Acaba de terminar, en la basílica de San Pedro, la
celebración eucarística en la que he ordenado a nueve presbíteros nuevos para la
diócesis de Roma. Demos gracias a Dios por este regalo, ¡un signo de su amor
providente y fiel a la iglesia! Estrechémonos espiritualmente en torno a estos
nuevos sacerdotes y recemos para que acojan plenamente la gracia del sacramento
que los ha conformado con Cristo Sacerdote y Pastor. Y recemos para que todos
los jóvenes estén atentos a la voz de Dios que habla interiormente a su corazón
y los llama a desprenderse de todo para que le sirvan. A este objetivo está
dedicada la Jornada Mundial de Oración por las Vocaciones. En efecto, el Señor
llama siempre, pero muchas veces no lo escuchamos. Estamos distraídos por
muchas cosas, por otras voces más superficiales; y después tenemos miedo de
escuchar la voz del Señor, porque pensamos que puede cortarnos la libertad.

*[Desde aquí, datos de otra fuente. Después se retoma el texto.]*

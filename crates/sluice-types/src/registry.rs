//! Typed plugin registry.
//!
//! Maps a stable plugin id to a constructor that produces a fresh value of
//! `T` (a transform or action configuration). Nothing is looked up by class
//! name: callers ask for an id, the registry calls the constructor.

use std::collections::BTreeMap;
use std::fmt;
use std::sync::Arc;

use crate::error::TypeError;

/// Constructor stored for a plugin id.
pub type Constructor<T> = Arc<dyn Fn() -> T + Send + Sync>;

/// Something that can hand out plugin definitions by id.
pub trait MetadataProvider<T> {
    /// Look up a fresh definition for `id`, or `None` if unknown.
    fn lookup(&self, id: &str) -> Option<T>;
}

/// Id and display name of a registered plugin.
#[derive(Debug, Clone, PartialEq, Eq)]
pub struct PluginDescriptor {
    pub id: String,
    pub name: String,
}

struct Entry<T> {
    name: String,
    constructor: Constructor<T>,
}

/// Registry of plugin constructors keyed by id.
pub struct Registry<T> {
    entries: BTreeMap<String, Entry<T>>,
}

impl<T> Registry<T> {
    pub fn new() -> Self {
        Self {
            entries: BTreeMap::new(),
        }
    }

    /// Register (or replace) the constructor for `id`.
    pub fn register<F>(&mut self, id: impl Into<String>, name: impl Into<String>, constructor: F)
    where
        F: Fn() -> T + Send + Sync + 'static,
    {
        self.entries.insert(
            id.into(),
            Entry {
                name: name.into(),
                constructor: Arc::new(constructor),
            },
        );
    }

    /// Create a fresh value for `id`.
    pub fn create(&self, id: &str) -> Result<T, TypeError> {
        self.entries
            .get(id)
            .map(|e| (e.constructor)())
            .ok_or_else(|| TypeError::PluginNotFound(id.to_string()))
    }

    /// Find a plugin by its display name.
    pub fn find_by_name(&self, name: &str) -> Option<PluginDescriptor> {
        self.entries
            .iter()
            .find(|(_, e)| e.name == name)
            .map(|(id, e)| PluginDescriptor {
                id: id.clone(),
                name: e.name.clone(),
            })
    }

    pub fn descriptor(&self, id: &str) -> Option<PluginDescriptor> {
        self.entries.get(id).map(|e| PluginDescriptor {
            id: id.to_string(),
            name: e.name.clone(),
        })
    }

    pub fn ids(&self) -> Vec<&str> {
        self.entries.keys().map(String::as_str).collect()
    }

    pub fn contains(&self, id: &str) -> bool {
        self.entries.contains_key(id)
    }

    pub fn len(&self) -> usize {
        self.entries.len()
    }

    pub fn is_empty(&self) -> bool {
        self.entries.is_empty()
    }
}

impl<T> Default for Registry<T> {
    fn default() -> Self {
        Self::new()
    }
}

impl<T> MetadataProvider<T> for Registry<T> {
    fn lookup(&self, id: &str) -> Option<T> {
        self.create(id).ok()
    }
}

impl<T> fmt::Debug for Registry<T> {
    fn fmt(&self, f: &mut fmt::Formatter<'_>) -> fmt::Result {
        f.debug_struct("Registry")
            .field("ids", &self.ids())
            .finish()
    }
}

En
realidad, cada uno de nosotros es fruto del amor: ciertamente, del amor de los
padres, pero, más profundamente, del amor de Dios. La Biblia dice: si aunque tu
madre no te quisiera, yo te quiero, porque te conozco y te amo (Is. 49,15). En
el momento que me doy cuenta de este amor, mi vida cambia: se convierte en una
respuesta a este amor, más grande que cualquier otro, y así se realiza
plenamente mi libertad.
Los jóvenes que hoy he consagrado sacerdotes no son
diferentes de otros jóvenes, pero han sido profundamente tocados por la belleza
del amor de Dios, y no podían dejar de responder con toda su vida. ¿Cómo han
conocido el amor de Dios? Lo han encontrado en Jesucristo, en su evangelio, en
la eucaristía y en la comunidad eclesial. En la Iglesia se descubre que la vida
de cada hombre es una historia de amor. Lo muestra claramente la sagrada
escritura, y lo confirma el testimonio de los santos. Un ejemplo es la
expresión de san Agustín en sus Confesiones, que se vuelve a Dios y le dice:
«¡Tarde te amé, belleza tan antigua y tan nueva, tarde te amé! Tú estabas
dentro de mí, y yo fuera ... Tú estabas conmigo, y yo no estaba contigo ...
Pero me has llamado, y tu grito le ha ganado a mi sordera" (X, 27.38).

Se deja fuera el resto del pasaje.